*What you should do:* Which lines of the records hold the string "PartialEq"? Report only how many of them there are.

[Saved data entries]
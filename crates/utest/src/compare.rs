//! Equality used by `assert_eq`.
//!
//! Exact for every type except `f32`/`f64`, which compare equal when their
//! absolute difference is below [`FLOAT_TOLERANCE`]. Collections and
//! references compare element-wise through the same trait, so a `Vec<f64>`
//! picks up the tolerance too.

use std::borrow::Cow;
use std::time::Duration;

/// Absolute tolerance for floating point equality.
pub const FLOAT_TOLERANCE: f64 = 1e-4;

/// Equality as seen by proofs.
///
/// User types opt in with [`impl_proof_eq!`](crate::impl_proof_eq), which
/// delegates to `PartialEq`.
pub trait ProofEq<Rhs: ?Sized = Self> {
    fn proof_eq(&self, other: &Rhs) -> bool;
}

macro_rules! exact_proof_eq {
    ($($t:ty),* $(,)?) => {
        $(
            impl ProofEq for $t {
                fn proof_eq(&self, other: &Self) -> bool {
                    self == other
                }
            }
        )*
    };
}

exact_proof_eq!(
    bool, char, u8, u16, u32, u64, u128, usize, i8, i16, i32, i64, i128, isize, (), str,
    String, Duration
);

impl ProofEq for f32 {
    fn proof_eq(&self, other: &Self) -> bool {
        f64::from((other - self).abs()) < FLOAT_TOLERANCE
    }
}

impl ProofEq for f64 {
    fn proof_eq(&self, other: &Self) -> bool {
        (other - self).abs() < FLOAT_TOLERANCE
    }
}

impl ProofEq<String> for str {
    fn proof_eq(&self, other: &String) -> bool {
        self == other.as_str()
    }
}

impl ProofEq<str> for String {
    fn proof_eq(&self, other: &str) -> bool {
        self.as_str() == other
    }
}

impl ProofEq<&str> for String {
    fn proof_eq(&self, other: &&str) -> bool {
        self.as_str() == *other
    }
}

impl ProofEq<String> for &str {
    fn proof_eq(&self, other: &String) -> bool {
        *self == other.as_str()
    }
}

impl<'a, 'b> ProofEq<Cow<'b, str>> for Cow<'a, str> {
    fn proof_eq(&self, other: &Cow<'b, str>) -> bool {
        self.as_ref() == other.as_ref()
    }
}

impl<'a, 'b, A, B> ProofEq<&'b B> for &'a A
where
    A: ProofEq<B> + ?Sized,
    B: ?Sized,
{
    fn proof_eq(&self, other: &&'b B) -> bool {
        (**self).proof_eq(*other)
    }
}

impl<A: ProofEq<B>, B> ProofEq<[B]> for [A] {
    fn proof_eq(&self, other: &[B]) -> bool {
        self.len() == other.len() && self.iter().zip(other).all(|(a, b)| a.proof_eq(b))
    }
}

impl<A: ProofEq<B>, B, const N: usize> ProofEq<[B; N]> for [A; N] {
    fn proof_eq(&self, other: &[B; N]) -> bool {
        self[..].proof_eq(&other[..])
    }
}

impl<A: ProofEq<B>, B> ProofEq<Vec<B>> for Vec<A> {
    fn proof_eq(&self, other: &Vec<B>) -> bool {
        self[..].proof_eq(&other[..])
    }
}

impl<A: ProofEq<B>, B, const N: usize> ProofEq<[B; N]> for Vec<A> {
    fn proof_eq(&self, other: &[B; N]) -> bool {
        self[..].proof_eq(&other[..])
    }
}

impl<A: ProofEq<B>, B> ProofEq<Option<B>> for Option<A> {
    fn proof_eq(&self, other: &Option<B>) -> bool {
        match (self, other) {
            (Some(a), Some(b)) => a.proof_eq(b),
            (None, None) => true,
            _ => false,
        }
    }
}

impl<A1: ProofEq<B1>, A2: ProofEq<B2>, B1, B2> ProofEq<(B1, B2)> for (A1, A2) {
    fn proof_eq(&self, other: &(B1, B2)) -> bool {
        self.0.proof_eq(&other.0) && self.1.proof_eq(&other.1)
    }
}

/// Implement [`ProofEq`] for types that compare exactly via `PartialEq`.
#[macro_export]
macro_rules! impl_proof_eq {
    ($($t:ty),+ $(,)?) => {
        $(
            impl $crate::ProofEq for $t {
                fn proof_eq(&self, other: &Self) -> bool {
                    self == other
                }
            }
        )+
    };
}

#[cfg(test)]
mod tests {
    use super::*;

    #[test]
    fn floats_within_tolerance_are_equal() {
        for magnitude in [0.0_f64, 1.0, 1000.0, 10000.0, 10_000_000.0] {
            assert!(magnitude.proof_eq(&magnitude));
            assert!(magnitude.proof_eq(&(magnitude + 0.00005)));
            assert!(!magnitude.proof_eq(&(magnitude + 0.001)));
        }
        for magnitude in [0.0_f32, 1.0, 1000.0, 10000.0, 10_000_000.0] {
            assert!(magnitude.proof_eq(&magnitude));
        }
        assert!(!10_000_000.0_f32.proof_eq(&10_000_001.0_f32));
        assert!(0.1_f32.proof_eq(&0.10001_f32));
    }

    #[test]
    fn strings_compare_across_owned_and_borrowed() {
        assert!("test".proof_eq("test"));
        assert!(String::from("a").proof_eq("a"));
        assert!("a".proof_eq(&String::from("a")));
        assert!(!"a".proof_eq("b"));
        assert!(ProofEq::<&str>::proof_eq(&"a", &"a"));
        assert!(b"test".proof_eq(b"test"));
        assert!(Cow::Borrowed("x").proof_eq(&Cow::<str>::Owned("x".to_string())));
    }

    #[test]
    fn collections_compare_elementwise() {
        assert!(vec![1.0_f64, 2.0].proof_eq(&vec![1.00001_f64, 2.0]));
        assert!(!vec![1_i32, 2].proof_eq(&vec![1_i32, 2, 3]));
        assert!(Some(3_i32).proof_eq(&Some(3_i32)));
        assert!(!Some(3_i32).proof_eq(&None::<i32>));
        assert!((1_i32, "x").proof_eq(&(1_i32, "x")));
    }
}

*Expected answer:* 2